Collected data entries:

***

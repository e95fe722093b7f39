use anyhow::{Context, Result};
use chrono::NaiveDate;
use std::fs::OpenOptions;
use std::path::{Path, PathBuf};
use tracing_appender::non_blocking::WorkerGuard;
use tracing_subscriber::{fmt, prelude::*, EnvFilter};

/// Logging setup for one invocation
#[derive(Debug, Clone, Default)]
pub struct LogOptions {
    pub verbose: bool,
    pub quiet: bool,
    pub color: bool,
    /// Also write a plain-text transcript into this directory
    pub transcript_dir: Option<PathBuf>,
}

/// Events with this target reach the transcript but not the console
pub const TRANSCRIPT_TARGET: &str = "transcript";

/// `Transcript-<yyyy-MM-dd>.txt`
pub fn transcript_file_name(date: NaiveDate) -> String {
    format!("Transcript-{}.txt", date.format("%Y-%m-%d"))
}

fn console_directive(options: &LogOptions) -> &'static str {
    if options.verbose {
        "wsl2_backup=debug"
    } else if options.quiet {
        "wsl2_backup=warn"
    } else {
        "wsl2_backup=info"
    }
}

fn transcript_directive(options: &LogOptions) -> String {
    let level = if options.verbose { "debug" } else { "info" };
    format!("wsl2_backup={},{}=info", level, TRANSCRIPT_TARGET)
}

fn open_transcript(dir: &Path) -> Result<std::fs::File> {
    std::fs::create_dir_all(dir)
        .with_context(|| format!("Failed to create log dir: {}", dir.display()))?;
    let path = dir.join(transcript_file_name(chrono::Local::now().date_naive()));
    OpenOptions::new()
        .create(true)
        .append(true)
        .open(&path)
        .with_context(|| format!("Failed to open transcript: {}", path.display()))
}

/// Install the global subscriber.
///
/// Console output goes to stderr so JSON on stdout stays parseable. The
/// transcript always records at info level, regardless of `-q`. Keep the
/// returned guard alive until exit or buffered lines are lost.
pub fn init(options: &LogOptions) -> Result<Option<WorkerGuard>> {
    let console_filter = EnvFilter::try_from_default_env()
        .unwrap_or_else(|_| EnvFilter::new(console_directive(options)));

    let console = fmt::layer()
        .with_writer(std::io::stderr)
        .with_ansi(options.color)
        .with_target(false)
        .without_time()
        .with_filter(console_filter);

    let (transcript, guard) = match &options.transcript_dir {
        Some(dir) => {
            let (writer, guard) = tracing_appender::non_blocking(open_transcript(dir)?);
            let layer = fmt::layer()
                .with_writer(writer)
                .with_ansi(false)
                .with_target(false)
                .with_filter(EnvFilter::new(transcript_directive(options)));
            (Some(layer), Some(guard))
        }
        None => (None, None),
    };

    tracing_subscriber::registry()
        .with(console)
        .with(transcript)
        .try_init()
        .context("Failed to initialize logging")?;

    Ok(guard)
}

***

Retype, exactly and in full, the lines above from the one containing "lines are lost." through the one containing "let console = fmt::layer()".

/// returned guard alive until exit or buffered lines are lost.
pub fn init(options: &LogOptions) -> Result<Option<WorkerGuard>> {
    let console_filter = EnvFilter::try_from_default_env()
        .unwrap_or_else(|_| EnvFilter::new(console_directive(options)));

    let console = fmt::layer()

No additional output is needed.